No drug-related severe adverse events were observed in the trial. Ultomiris’ efficacy and safety profile in children and adolescents were in line with those observed in adults.

Alexion CEO Marc Dunoyer said: “This approval of Ultomiris reflects our ongoing commitment to delivering new treatments that can make a meaningful difference in patients’ lives.

“Ultomiris has become the standard of care for the treatment of adults with PNH and we will make it available to this younger patient population as soon as possible.”
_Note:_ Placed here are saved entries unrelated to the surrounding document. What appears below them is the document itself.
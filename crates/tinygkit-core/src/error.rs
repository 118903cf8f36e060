//! Error handling for TinyGKit
//!
//! Provides the error types used across the workspace:
//! - Frame errors (decoding a single line received from the device)
//! - The unified `Error` used by public APIs that touch I/O
//!
//! All error types use `thiserror` for ergonomic error handling.

use thiserror::Error;

/// Frame decoding error type
///
/// Describes why a received line could not be turned into a JSON object.
/// These are expected on a noisy serial link and are absorbed by the
/// controller rather than propagated to callers.
#[derive(Error, Debug)]
pub enum FrameError {
    /// The line was empty after trimming
    #[error("Empty frame")]
    Empty,

    /// The line does not start with `{`
    #[error("Not a JSON frame: {line}")]
    NotJson {
        /// The offending line.
        line: String,
    },

    /// The line looked like JSON but failed to decode
    #[error("Malformed JSON frame: {0}")]
    Json(#[from] serde_json::Error),
}

impl FrameError {
    /// Check if this error is caused by a corrupted JSON payload
    pub fn is_corrupted(&self) -> bool {
        matches!(self, FrameError::Json(_))
    }
}

/// Main error type for TinyGKit
///
/// A unified error type for operations that read from external sources.
#[derive(Error, Debug)]
pub enum Error {
    /// Frame error
    #[error(transparent)]
    Frame(#[from] FrameError),

    /// Standard I/O error
    #[error("I/O error: {0}")]
    Io(#[from] std::io::Error),
}

/// Result type using Error
pub type Result<T> = std::result::Result<T, Error>;
//! Core page type

use serde::{Deserialize, Serialize};

/// Structured result of fetching and parsing a URL's HTML
///
/// Immutable after construction; one instance per fetch call.
#[derive(Debug, Clone, Serialize, Deserialize)]
pub struct Page {
    /// The fetched URL
    pub url: String,

    /// Page title, or the placeholder when no `<title>` element exists
    pub title: String,

    /// Newline-joined visible body text
    pub text: String,
}

impl Page {
    /// Create a page from its parts
    pub fn new(url: impl Into<String>, title: impl Into<String>, text: impl Into<String>) -> Self {
        Self {
            url: url.into(),
            title: title.into(),
            text: text.into(),
        }
    }
}
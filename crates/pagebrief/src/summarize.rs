//! Summarization entry points

use crate::completion::{ApiConfig, CompletionClient};
use crate::error::{CompletionError, SummarizeError};
use crate::fetch;
use crate::page::Page;
use crate::prompt::messages_for;

/// Summarizes pages through one configured completion client
///
/// Construct once and reuse; each call is an independent request/response
/// exchange with no shared mutable state.
pub struct Summarizer {
    client: CompletionClient,
}

impl Summarizer {
    /// Create a summarizer for the given config
    pub fn new(config: ApiConfig) -> Result<Self, CompletionError> {
        Ok(Self {
            client: CompletionClient::new(config)?,
        })
    }

    /// Model identifier summaries are requested from
    pub fn model(&self) -> &str {
        self.client.model()
    }

    /// Summarize an already-fetched page
    pub async fn summarize(&self, page: &Page) -> Result<String, CompletionError> {
        tracing::debug!(url = %page.url, title = %page.title, "Requesting summary");
        self.client.complete(&messages_for(page)).await
    }

    /// Fetch a URL and summarize it in one call
    pub async fn summarize_url(&self, url: &str) -> Result<String, SummarizeError> {
        let page = fetch::fetch(url).await?;
        Ok(self.summarize(&page).await?)
    }
}
//! PageBrief - webpage summarization library
//!
//! This crate fetches a webpage, extracts its visible text, and asks an
//! OpenAI-compatible chat-completion endpoint for a short markdown summary.
//!
//! ## Pipeline
//!
//! 1. [`fetch`] performs one HTTP GET and parses the result into a [`Page`]
//!    (title plus visible body text, with scripts, styles, images, and form
//!    inputs removed).
//! 2. [`messages_for`] turns the page into the two-message prompt.
//! 3. [`Summarizer`] sends the prompt to the configured endpoint and returns
//!    the first completion's content unmodified.

pub mod completion;
mod error;
mod extract;
pub mod fetch;
mod page;
pub mod prompt;
mod summarize;

pub use completion::{ApiConfig, CompletionClient, API_KEY_ENV, DEFAULT_API_BASE, DEFAULT_MODEL};
pub use error::{CompletionError, ConfigError, FetchError, SummarizeError};
pub use extract::DEFAULT_TITLE;
pub use fetch::{fetch, fetch_with_options, FetchOptions};
pub use page::Page;
pub use prompt::{messages_for, user_prompt_for, ChatMessage, SYSTEM_PROMPT};
pub use summarize::Summarizer;

/// Default User-Agent string
///
/// Some sites refuse requests without a browser-looking User-Agent, so the
/// default mimics a desktop Chrome.
pub const DEFAULT_USER_AGENT: &str = "Mozilla/5.0 (Windows NT 10.0; Win64; x64) AppleWebKit/537.36 (KHTML, like Gecko) Chrome/117.0.0.0 Safari/537.36";
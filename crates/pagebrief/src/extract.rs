//! Title and visible-text extraction from parsed HTML
//!
//! The walk skips entire subtrees of non-content elements before reading
//! text nodes, so script bodies, inline styles, and form input markup never
//! reach the prompt.

use scraper::{ElementRef, Html, Selector};

use crate::error::FetchError;

/// Title placeholder for documents without a `<title>` element
pub const DEFAULT_TITLE: &str = "No title found";

/// Elements whose subtrees are removed before text extraction
const STRIPPED_TAGS: &[&str] = &["script", "style", "img", "input"];

/// Title and visible text pulled out of one document
pub(crate) struct Extracted {
    pub title: String,
    pub text: String,
}

/// Extract the title and visible body text from an HTML document
///
/// Text nodes are trimmed individually, empty ones dropped, and the
/// survivors joined with newlines. A document without a `<body>` element
/// (e.g. a frameset page) is an explicit error.
pub(crate) fn extract(html: &str) -> Result<Extracted, FetchError> {
    let doc = Html::parse_document(html);

    let title_selector = Selector::parse("title").unwrap();
    let title = doc
        .select(&title_selector)
        .next()
        .map(|el| el.text().collect::<String>().trim().to_string())
        .filter(|t| !t.is_empty())
        .unwrap_or_else(|| DEFAULT_TITLE.to_string());

    let body_selector = Selector::parse("body").unwrap();
    let body = doc
        .select(&body_selector)
        .next()
        .ok_or(FetchError::MissingBody)?;

    let mut parts = Vec::new();
    collect_visible_text(body, &mut parts);

    Ok(Extracted {
        title,
        text: parts.join("\n"),
    })
}

/// Walk an element's children, collecting trimmed text nodes
///
/// Subtrees rooted at a stripped tag are not descended into at all.
fn collect_visible_text(element: ElementRef<'_>, out: &mut Vec<String>) {
    for child in element.children() {
        if let Some(el) = ElementRef::wrap(child) {
            if STRIPPED_TAGS.contains(&el.value().name()) {
                continue;
            }
            collect_visible_text(el, out);
        } else if let Some(text) = child.value().as_text() {
            let trimmed = text.trim();
            if !trimmed.is_empty() {
                out.push(trimmed.to_string());
            }
        }
    }
}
With established safety and efficacy profile, Ultomiris requires low dosing frequency versus Soliris (eculizumab), which is the present standard of care in the EU to treat children and adolescents with PNH.

Ultomiris obtained approval in the EU to treat adults with PNH in 2019 and is also approved to treat atypical haemolytic uraemic syndrome (aHUS) in adults and children.

Last month, Alexion announced plans to discontinue the international Phase III CHAMPION-ALS trial of Ultomiris for the treatment of amyotrophic lateral sclerosis.